Women are currently underrepresented among speakers at scientific meetings, both in absolute terms and relative to their representation among attendees, but a new study suggests one way to address this deficit. An analysis of 460 scientific symposia to be published in mBio, the online open-access journal of the American Society for Microbiology reveals that the inclusion of at least one woman on a convening committee increases the proportion of female speakers by as much as 86% and significantly reduces the likelihood the session would have an all-male list of speakers.
Despite making gains in representation among rosters of undergraduate students, graduate students, and postdoctoral positions in the sciences, women are still not proportionally represented in the higher echelons of academia, says co-author Arturo Casadevall of the Albert Einstein College of Medicine in Bronx, New York.
If you're a scientist, speaking at scientific meetings can be an important feather in your cap - an achievement that can help you get ahead in your career, he says. "Hence, increasing the number of women who present their work at large meetings could translate into more women succeeding in science," says Casadevall.
Casadevall and Jo Handelsman of Yale University examined 460 symposia involving 1,845 speakers in two large meetings sponsored by the American Society for Microbiology, the General Meeting and the Interscience Conference on Antimicrobial Agents and Chemotherapy (ICAAC). At these meetings, select groups of session conveners choose speakers for plenary sessions and individual symposia.

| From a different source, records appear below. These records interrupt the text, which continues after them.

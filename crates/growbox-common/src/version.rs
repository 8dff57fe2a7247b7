//! Version types for schema compatibility.

use serde::{Deserialize, Serialize};

use crate::error::{SchemaError, SchemaResult};

/// Schema version using semantic versioning.
#[derive(Debug, Clone, Copy, PartialEq, Eq, Hash, Serialize, Deserialize)]
pub struct SchemaVersion {
    /// Major version (breaking changes)
    pub major: u16,
    /// Minor version (backwards-compatible additions)
    pub minor: u16,
    /// Patch version (bug fixes)
    pub patch: u16,
}

impl SchemaVersion {
    /// Creates a new schema version.
    #[must_use]
    pub const fn new(major: u16, minor: u16, patch: u16) -> Self {
        Self {
            major,
            minor,
            patch,
        }
    }

    /// Current session configuration format.
    pub const SESSION_CONFIG: Self = Self::new(1, 0, 0);

    /// Current read-only snapshot format handed to presentation layers.
    pub const SNAPSHOT: Self = Self::new(1, 0, 0);

    /// Checks if this version is compatible with another version.
    /// Compatible means same major version and this minor >= other minor.
    #[must_use]
    pub const fn is_compatible_with(&self, other: &Self) -> bool {
        self.major == other.major && self.minor >= other.minor
    }

    /// Checks that data written as `data_version` can be read by this version.
    pub fn ensure_readable(&self, data_version: &Self) -> SchemaResult<()> {
        if self.is_compatible_with(data_version) {
            Ok(())
        } else {
            Err(SchemaError::VersionMismatch {
                expected: self.to_string(),
                actual: data_version.to_string(),
            })
        }
    }
}

impl Default for SchemaVersion {
    fn default() -> Self {
        Self::SESSION_CONFIG
    }
}

impl std::fmt::Display for SchemaVersion {
    fn fmt(&self, f: &mut std::fmt::Formatter<'_>) -> std::fmt::Result {
        write!(f, "{}.{}.{}", self.major, self.minor, self.patch)
    }
}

Casadevall and Handelsman classified sessions according to whether they had been convened by two men, a man and woman, or two women, then tallied the gender representation among speakers for each symposium.
Despite differences in the operating procedures for the two meetings, the results for the general meeting and ICAAC closely paralleled one another: in both there was a positive correlation between the participation of women as session conveners and participation by female scientists in those sessions. At the general meeting, sessions convened by all men had an average of 25% female speakers, and sessions where the convener team had at least one woman had an average of 43% female speakers - a 72% increase. At ICAAC, including at least one woman on the convening team was also associated with 72% more female invited speakers.
And at both meetings, the participation of women on a convening team also reduced the odds the session would have all male speakers.
The increase in female speakers was not simply a result of the female conveners also speaking. Male and female conveners participated as speakers in roughly equal percentages and the percentage of female conveners who spoke at their sessions was smaller than the increase in female participation associated with the presence of a woman on the convening committee. This suggests that female conveners boosted the participation of women in other ways, write Casadevall and Handelsman.
"These are 'correlations'," not proof of causation, says Casadevall. He emphasizes that further research is needed to explain why the presence of a woman on a convening committee is correlated with increased numbers of female speakers, but the data suggest that involving women as conveners could have a large effect on the gender distribution of the speakers and promote gender equity.
"Meeting program committees could carefully consider the gender composition of those assigned to pull together scientific sessions and make efforts to involve women scientists as conveners for sessions and symposia," says Casadevall.